Obama Closing In On Clinton For Support of Super Delegates

Obama has had a lead over Clinton among pledged delegates, leaving Clinton to hope for the support of enough super delegates to give her the nomination. Clinton picked up an early lead among super delegates before the primaries began, allowing her to claim an overall delegate lead during the early weeks of the race. As the race has gone on, far more of the super delegates have committed to Obama than Clinton. Obama now has almost as many super delegates among those who are elected to office than Clinton:

Among the 313 of 796 superdelegates who are members of Congress or governors, Clinton has commitments from 103 and Obama is backed by 96, according to lists supplied by the campaigns. Fifty-three of Obama’s endorsements have come since he won the Jan. 3 Iowa caucuses, compared with 12 who have aligned with Clinton since then.

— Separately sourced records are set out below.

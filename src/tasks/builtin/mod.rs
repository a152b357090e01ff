mod checksum;
mod fsops;
mod transport;
mod xml;

use std::sync::Arc;

use anyhow::Result;

use crate::engine::error::WorkflowError;
use crate::tasks::TaskRegistry;

/// Register all built-in tasks into the registry.
pub fn register_all(registry: &mut TaskRegistry) {
    registry.register(Arc::new(checksum::CalculateChecksum));
    registry.register(Arc::new(checksum::ValidateIntegrity));
    registry.register(Arc::new(xml::GenerateXml));
    registry.register(Arc::new(fsops::DeleteFiles));
    registry.register(Arc::new(fsops::DownloadFile));
    registry.register(Arc::new(transport::CopyChunk));
    registry.register(Arc::new(transport::CopyFile));
}

/// Extract a required string parameter.
pub(crate) fn str_param(params: &serde_json::Value, task: &str, key: &str) -> Result<String> {
    params
        .get(key)
        .and_then(|v| v.as_str())
        .map(str::to_string)
        .ok_or_else(|| {
            WorkflowError::Parameter {
                task: task.to_string(),
                message: format!("missing required string parameter '{}'", key),
            }
            .into()
        })
}

/// Extract an optional u64 parameter, falling back to `default`.
pub(crate) fn u64_param_or(params: &serde_json::Value, key: &str, default: u64) -> u64 {
    params.get(key).and_then(|v| v.as_u64()).unwrap_or(default)
}

/// Extract an optional string parameter.
pub(crate) fn opt_str_param(params: &serde_json::Value, key: &str) -> Option<String> {
    params
        .get(key)
        .and_then(|v| v.as_str())
        .map(str::to_string)
}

What is particularly significant is the fact that virtually all of these super delegates who committed after the Iowa caucus went to Clinton. Clinton only has a lead of seven among the super delegates elected to office. Among all super delegates, which includes party officials along with those who are super delegates due to having been elected to office, Clinton leads Obama by 249 to 212, which is far short of what is needed to overcome Obama’s lead in pledged delegates.

Currently Clinton trails by around 150 pledged delegates. She is expected to pick up more delegates than Obama in Pennsylvania, but this gain will probably be offset by victories for Obama in other small states.  Clinton would then need to pick up seventy percent of the remaining uncommitted super delegates to win the nomination, which does not appear to be likely to happen.